Ecco spiegate anche le ragioni di quel crescente astensionismo, che si manifesta, sempre più evidente, ad ogni tornata elettorale. Chi non concorda con le politiche dell’attuale maggioranza, infatti, non va a votare per una possibile opposizione e per un’ipotesi alternativa. Semmai, sfiduciato, resta a casa, manifestando in questo modo “intimista” – e forse anche sterile, pur se psicologicamente comprensibile – il proprio dissenso.

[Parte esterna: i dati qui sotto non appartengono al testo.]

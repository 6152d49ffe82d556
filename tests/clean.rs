mod common;

use assert_matches::assert_matches;
use camino::{Utf8Path, Utf8PathBuf};

use common::{Precinct, export_document, precincts, ward_table};
use precinct_results::clean::clean_file;
use precinct_results::error::ScrapeError;
use precinct_results::store::Store;

fn store_in(temp: &tempfile::TempDir) -> Store {
    Store::new(Utf8PathBuf::from_path_buf(temp.path().to_path_buf()).unwrap())
}

fn write_raw(store: &Store, content: &[u8]) -> Utf8PathBuf {
    store
        .write_raw("2019", "Municipal General", "Mayor", content)
        .unwrap()
}

fn read_lines(path: &Utf8Path) -> Vec<String> {
    std::fs::read_to_string(path.as_std_path())
        .unwrap()
        .lines()
        .map(str::to_string)
        .collect()
}

#[test]
fn ten_row_ward_table_yields_seven_records() {
    let temp = tempfile::tempdir().unwrap();
    let store = store_in(&temp);
    let raw = write_raw(&store, export_document(&[(3, precincts(7))]).as_bytes());

    let output = clean_file(&store, &raw).unwrap();
    assert_eq!(output.wards, 1);
    assert_eq!(output.rows, 7);
    assert!(
        output
            .path
            .ends_with("clean/2019/2019 Municipal General Mayor.tsv")
    );

    let lines = read_lines(&output.path);
    assert_eq!(lines.len(), 8);
    assert_eq!(
        lines[0],
        "Precinct\tVotes\tvotes|Jane Smith\tpct|Jane Smith\tvotes|John Jones\tpct|John Jones"
    );
    assert_eq!(lines[1], "03001\t152\t101\t66.45\t51\t33.55");
    assert!(lines.iter().all(|line| !line.contains("Total")));
}

#[test]
fn precinct_codes_are_ward_plus_precinct() {
    let temp = tempfile::tempdir().unwrap();
    let store = store_in(&temp);
    let raw = write_raw(
        &store,
        export_document(&[(3, precincts(12)), (41, precincts(2))]).as_bytes(),
    );

    let output = clean_file(&store, &raw).unwrap();
    let codes: Vec<String> = read_lines(&output.path)
        .iter()
        .skip(1)
        .map(|line| line.split('\t').next().unwrap().to_string())
        .collect();
    assert_eq!(codes.len(), 14);
    assert!(codes.iter().all(|code| code.len() == 5));
    assert_eq!(codes[11], "03012");
    assert_eq!(codes[12], "41001");
    assert_eq!(codes[13], "41002");
}

#[test]
fn percent_columns_pair_with_their_candidate() {
    let temp = tempfile::tempdir().unwrap();
    let store = store_in(&temp);
    let raw = write_raw(&store, export_document(&[(1, precincts(3))]).as_bytes());

    let output = clean_file(&store, &raw).unwrap();
    let lines = read_lines(&output.path);
    let header: Vec<&str> = lines[0].split('\t').collect();
    assert!(!header.contains(&"%"));
    let votes = header.iter().position(|h| *h == "votes|Jane Smith").unwrap();
    assert_eq!(header[votes + 1], "pct|Jane Smith");

    for line in &lines[1..] {
        assert!(!line.contains('%'));
    }
}

#[test]
fn cleaning_is_idempotent() {
    let temp = tempfile::tempdir().unwrap();
    let store = store_in(&temp);
    let raw = write_raw(
        &store,
        export_document(&[(2, precincts(4)), (5, precincts(3))]).as_bytes(),
    );

    let first = clean_file(&store, &raw).unwrap();
    let first_bytes = std::fs::read(first.path.as_std_path()).unwrap();
    let second = clean_file(&store, &raw).unwrap();
    let second_bytes = std::fs::read(second.path.as_std_path()).unwrap();
    assert_eq!(first.path, second.path);
    assert_eq!(first_bytes, second_bytes);
}

#[test]
fn utf8_headers_are_repaired() {
    let temp = tempfile::tempdir().unwrap();
    let store = store_in(&temp);
    let html = export_document(&[(1, precincts(1))]).replace("JOHN JONES", "JOSÉ NUÑEZ");
    let raw = write_raw(&store, html.as_bytes());

    let output = clean_file(&store, &raw).unwrap();
    let lines = read_lines(&output.path);
    assert!(lines[0].contains("votes|José Nuñez\tpct|José Nuñez"));
}

#[test]
fn missing_ward_marker_aborts() {
    let temp = tempfile::tempdir().unwrap();
    let store = store_in(&temp);
    let html = export_document(&[(1, precincts(2))]).replace("Ward 1", "Precincts");
    let raw = write_raw(&store, html.as_bytes());

    let err = clean_file(&store, &raw).unwrap_err();
    assert_matches!(err, ScrapeError::MissingWardMarker { table: 1, .. });
    assert!(!store.clean_path_for(&raw).unwrap().as_std_path().exists());
}

#[test]
fn unparseable_precinct_aborts() {
    let temp = tempfile::tempdir().unwrap();
    let store = store_in(&temp);
    let mut rows = precincts(2);
    rows.push(Precinct {
        number: 3,
        smith: 1,
        jones: 1,
    });
    let html = format!(
        "<table><tr><td>cover</td></tr></table>{}",
        ward_table(4, &rows).replace("<tr><td>3</td>", "<tr><td>3A</td>")
    );
    let raw = write_raw(&store, html.as_bytes());

    let err = clean_file(&store, &raw).unwrap_err();
    assert_matches!(err, ScrapeError::InvalidPrecinct { ward: 4, ref value, .. } if value == "3A");
}

#[test]
fn export_without_ward_tables_is_rejected() {
    let temp = tempfile::tempdir().unwrap();
    let store = store_in(&temp);
    let raw = write_raw(&store, b"<table><tr><td>cover</td></tr></table>");

    let err = clean_file(&store, &raw).unwrap_err();
    assert_matches!(err, ScrapeError::NoWardTables(_));
    assert!(err.is_malformed_export());
}

#[test]
fn wide_ward_marker_adds_no_columns() {
    let temp = tempfile::tempdir().unwrap();
    let store = store_in(&temp);
    let html = concat!(
        "<table><tr><td>cover</td></tr></table>",
        "<table>",
        "<tr><td colspan=\"8\">Ward 7</td></tr>",
        "<tr><td>Precinct</td><td>A</td><td>%</td></tr>",
        "<tr><td>1</td><td>3</td><td>50%</td></tr>",
        "<tr><td>Total</td><td>3</td><td>50%</td></tr>",
        "</table>",
    );
    let raw = write_raw(&store, html.as_bytes());

    let cleaned = clean_file(&store, &raw).unwrap();
    assert_eq!(
        std::fs::read_to_string(cleaned.path.as_std_path()).unwrap(),
        "Precinct\tvotes|A\tpct|A\n07001\t3\t50\n"
    );
}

Ciò, però, vuol dire che le potenzialità di voto per un’area populista e sovranista, resterebbero ancora teoricamente alte, se si perseguisse con coerenza quel tipo d’indirizzo politico. È un’area che resta viva e potenzialmente numerosa, ma che ha smesso di partecipare in modo attivo alla politica italiana, fosse anche solo per fare la fatica di presentarsi ai seggi.
Ci sarà qualcuno in grado di risvegliarne l’entusiasmo? Certo, ben difficilmente potrà farlo quel nuovo “Grande Centro”, che forze politiche come Azione, o come Italia Viva, ma anche ampi settori di Forza Italia, o alcuni scissionisti pentastellati, cominciano a prospettare come l’ipotesi vincente del prossimo futuro. Temo non sarà così, perché questa sedicente novità politica, somiglia molto a un bambino nato già vecchio.
Il “Grande Centro” è un’idea favolosa, di cui si vagheggia da trent’anni, cioè da quando è scomparsa la Democrazia Cristiana. Ogni tanto, chissà perché, torna di moda. A dispetto delle tante débâcle già sperimentate. Ci provarono Casini e Montezemolo, ci provarono Mastella e Monti e, per qualche tempo, ci provò persino Gianfranco Fini. Con quali risultati passati, è la storia a dircelo. Con quali possibili prospettive future, oggi, è invece il buonsenso a suggerirlo.
In questo panorama, dunque, basta essere un “semaforo”, immobile, per continuare a dirigere il traffico e a dettare le regole. Senza timore di essere sostituiti, né ora né mai, in quel ruolo. Senza bisogno di fare niente di più. Il PD lo ha capito. E, perciò, ha vinto.